Ce qui est risible, c’est que personne n’y trouve rien à redire. Les gens me tapent l’épaule en disant: « cool! » et ils passent à autre chose. Et moi je suis là, pantelant après ma diatribe, à justifier et à défendre mes choix artistiques contre … qui et quoi au juste ?
Une image de moi que personne n’a jamais vraiment déplorée, sauf peut-être mon père, une fois, mais ce n’était pas pour la déplorer, c’était pour s’en étonner.
Générations décalées
Il paraît que chaque le génération est en décalage avec celle qui la précède.
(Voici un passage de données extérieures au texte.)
//! Per-axis gaze smoothing.
//!
//! The primary smoother is the One-Euro filter, an adaptive low-pass whose
//! cutoff rises with the estimated derivative so that slow drift is smoothed
//! aggressively while fast saccades pass through with little lag.
//! Reference: <https://cristal.univ-lille.fr/~casiez/1euro/>
//!
//! A constant-velocity Kalman filter can optionally be layered on top for
//! extra stabilisation of the final screen position.

use nalgebra::{Matrix2, Matrix2x4, Matrix4, Matrix4x2, Vector2, Vector4};

/// 1-D One-Euro filter driven by explicit millisecond timestamps.
#[derive(Debug, Clone)]
pub struct OneEuroFilter {
    min_cutoff: f64,
    beta: f64,
    d_cutoff: f64,
    x_prev: f64,
    dx_prev: f64,
    t_prev: Option<f64>,
}

impl OneEuroFilter {
    pub fn new(min_cutoff: f64, beta: f64, d_cutoff: f64) -> Self {
        Self {
            min_cutoff,
            beta,
            d_cutoff,
            x_prev: 0.0,
            dx_prev: 0.0,
            t_prev: None,
        }
    }

    fn alpha(cutoff: f64, dt: f64) -> f64 {
        let tau = 1.0 / (2.0 * std::f64::consts::PI * cutoff);
        1.0 / (1.0 + tau / dt)
    }

    /// Filters one sample taken at `t_ms`. The first call after construction
    /// or [`reset`](Self::reset) returns `x` unchanged.
    pub fn filter(&mut self, x: f64, t_ms: f64) -> f64 {
        let t_prev = match self.t_prev {
            Some(t) => t,
            None => {
                self.x_prev = x;
                self.dx_prev = 0.0;
                self.t_prev = Some(t_ms);
                return x;
            }
        };

        let dt = ((t_ms - t_prev) / 1000.0).max(0.001);
        self.t_prev = Some(t_ms);

        let dx = (x - self.x_prev) / dt;
        let a_d = Self::alpha(self.d_cutoff, dt);
        let dx_hat = a_d * dx + (1.0 - a_d) * self.dx_prev;

        let cutoff = self.min_cutoff + self.beta * dx_hat.abs();
        let a = Self::alpha(cutoff, dt);
        let x_hat = a * x + (1.0 - a) * self.x_prev;

        self.x_prev = x_hat;
        self.dx_prev = dx_hat;
        x_hat
    }

    /// Retunes the filter from an estimated cursor velocity in px/s:
    /// `min_cutoff` scales from 1 to 4 and `beta` from 0.007 to 0.057 as the
    /// velocity rises to 500 px/s.
    pub fn set_dynamic_params(&mut self, velocity: f64) {
        let v = (velocity.abs() / 500.0).clamp(0.0, 1.0);
        self.min_cutoff = 1.0 + 3.0 * v;
        self.beta = 0.007 + 0.05 * v;
    }

    /// Clears all state; the next [`filter`](Self::filter) call is an identity.
    pub fn reset(&mut self) {
        self.x_prev = 0.0;
        self.dx_prev = 0.0;
        self.t_prev = None;
    }
}

const KALMAN_PROCESS_NOISE: f64 = 0.1;
const KALMAN_MEASUREMENT_NOISE: f64 = 5.0;
const KALMAN_INITIAL_COVARIANCE: f64 = 1000.0;

/// Constant-velocity Kalman filter over screen position.
///
/// State is `[x, y, vx, vy]`; measurements are positions. Process noise is
/// `diag(q, q, 10q, 10q)` and measurement noise `diag(r, r)`.
#[derive(Debug, Clone)]
pub struct KalmanFilter2D {
    state: Vector4<f64>,
    covariance: Matrix4<f64>,
    t_prev: Option<f64>,
}

impl Default for KalmanFilter2D {
    fn default() -> Self {
        Self::new()
    }
}

impl KalmanFilter2D {
    pub fn new() -> Self {
        Self {
            state: Vector4::zeros(),
            covariance: Matrix4::identity() * KALMAN_INITIAL_COVARIANCE,
            t_prev: None,
        }
    }

    /// Runs one predict/update cycle for a measurement at `t_ms` and returns
    /// the filtered position. The first measurement seeds the state and is
    /// returned unchanged.
    pub fn update(&mut self, x: f64, y: f64, t_ms: f64) -> (f64, f64) {
        let t_prev = match self.t_prev {
            Some(t) => t,
            None => {
                self.state = Vector4::new(x, y, 0.0, 0.0);
                self.covariance = Matrix4::identity() * KALMAN_INITIAL_COVARIANCE;
                self.t_prev = Some(t_ms);
                return (x, y);
            }
        };

        let dt = ((t_ms - t_prev) / 1000.0).max(0.001);
        self.t_prev = Some(t_ms);

        // predict
        #[rustfmt::skip]
        let transition = Matrix4::new(
            1.0, 0.0, dt, 0.0,
            0.0, 1.0, 0.0, dt,
            0.0, 0.0, 1.0, 0.0,
            0.0, 0.0, 0.0, 1.0,
        );
        let q = KALMAN_PROCESS_NOISE;
        let process_noise = Matrix4::from_diagonal(&Vector4::new(q, q, 10.0 * q, 10.0 * q));
        self.state = transition * self.state;
        self.covariance = transition * self.covariance * transition.transpose() + process_noise;

        // update
        #[rustfmt::skip]
        let observation = Matrix2x4::new(
            1.0, 0.0, 0.0, 0.0,
            0.0, 1.0, 0.0, 0.0,
        );
        let r = KALMAN_MEASUREMENT_NOISE;
        let measurement_noise = Matrix2::from_diagonal(&Vector2::new(r, r));
        let innovation = Vector2::new(x, y) - observation * self.state;
        let innovation_cov =
            observation * self.covariance * observation.transpose() + measurement_noise;
        let Some(inv) = innovation_cov.try_inverse() else {
            // numerically degenerate; skip the correction step
            return (self.state.x, self.state.y);
        };
        let gain: Matrix4x2<f64> = self.covariance * observation.transpose() * inv;
        self.state += gain * innovation;
        self.covariance = (Matrix4::identity() - gain * observation) * self.covariance;

        (self.state.x, self.state.y)
    }

    /// Clears all state; the next measurement re-seeds the filter.
    pub fn reset(&mut self) {
        self.state = Vector4::zeros();
        self.covariance = Matrix4::identity() * KALMAN_INITIAL_COVARIANCE;
        self.t_prev = None;
    }
}

#[cfg(test)]
mod tests {
    use super::*;
    use approx::assert_relative_eq;

    #[test]
    fn one_euro_first_call_is_identity() {
        let mut filter = OneEuroFilter::new(1.0, 0.007, 1.0);
        assert_eq!(filter.filter(123.4, 0.0), 123.4);
        filter.filter(200.0, 16.0);
        filter.reset();
        assert_eq!(filter.filter(-7.0, 32.0), -7.0);
    }

    #[test]
    fn one_euro_converges_to_constant_input() {
        let mut filter = OneEuroFilter::new(1.0, 0.007, 1.0);
        let mut t = 0.0;
        let mut out = 0.0;
        for _ in 0..120 {
            out = filter.filter(100.0, t);
            t += 16.0;
        }
        assert_relative_eq!(out, 100.0, epsilon = 1.0);
    }

    #[test]
    fn one_euro_smooths_jitter() {
        let mut filter = OneEuroFilter::new(1.0, 0.007, 1.0);
        let mut t = 0.0;
        let mut min = f64::MAX;
        let mut max = f64::MIN;
        for i in 0..200 {
            let noisy = 50.0 + if i % 2 == 0 { 4.0 } else { -4.0 };
            let out = filter.filter(noisy, t);
            t += 16.0;
            if i > 50 {
                min = min.min(out);
                max = max.max(out);
            }
        }
        assert!(max - min < 4.0, "residual jitter {}", max - min);
    }

    #[test]
    fn dynamic_params_scale_with_velocity() {
        let mut slow = OneEuroFilter::new(1.0, 0.007, 1.0);
        slow.set_dynamic_params(0.0);
        assert_relative_eq!(slow.min_cutoff, 1.0);
        assert_relative_eq!(slow.beta, 0.007);

        let mut fast = OneEuroFilter::new(1.0, 0.007, 1.0);
        fast.set_dynamic_params(500.0);
        assert_relative_eq!(fast.min_cutoff, 4.0);
        assert_relative_eq!(fast.beta, 0.057);

        let mut faster = OneEuroFilter::new(1.0, 0.007, 1.0);
        faster.set_dynamic_params(2000.0);
        assert_relative_eq!(faster.min_cutoff, 4.0);
    }

    #[test]
    fn kalman_seeds_on_first_measurement() {
        let mut kalman = KalmanFilter2D::new();
        assert_eq!(kalman.update(320.0, 240.0, 0.0), (320.0, 240.0));
    }

    #[test]
    fn kalman_tracks_linear_motion() {
        let mut kalman = KalmanFilter2D::new();
        let mut t = 0.0;
        let mut estimate = (0.0, 0.0);
        for i in 0..100 {
            let x = 10.0 * i as f64;
            estimate = kalman.update(x, 100.0, t);
            t += 33.0;
        }
        // after convergence the estimate should closely follow the target
        assert!((estimate.0 - 990.0).abs() < 30.0, "{estimate:?}");
        assert!((estimate.1 - 100.0).abs() < 5.0, "{estimate:?}");
    }
}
La mienne a été nourrie de jeux vidéos et de dessins animés, de culture de masse japonaise plus qu’américaine, et s’est construite dans un monde d’après Star Wars, qui a rendu la SF mainstream.
Le jeu et l’imaginaire ont été constitutifs de qui je suis devenu et une partie de moi sans doute regardait le monde des adultes dans lequel rien de tout cela n’existait de façon sérieuse, et pourtant une autre partie de moi continuait de grandir tout en conservant et même en voyant s’amplifier le goût d’une culture plus tard devenue « culture geek ». Je vieillissais mais je ne devenais pas cet adulte respectable dont je m’étais construit une certaine image. Au contraire, je restais exactement qui j’avais toujours été: créatif, imaginatif, curieux, enthousiaste et pas très sérieux.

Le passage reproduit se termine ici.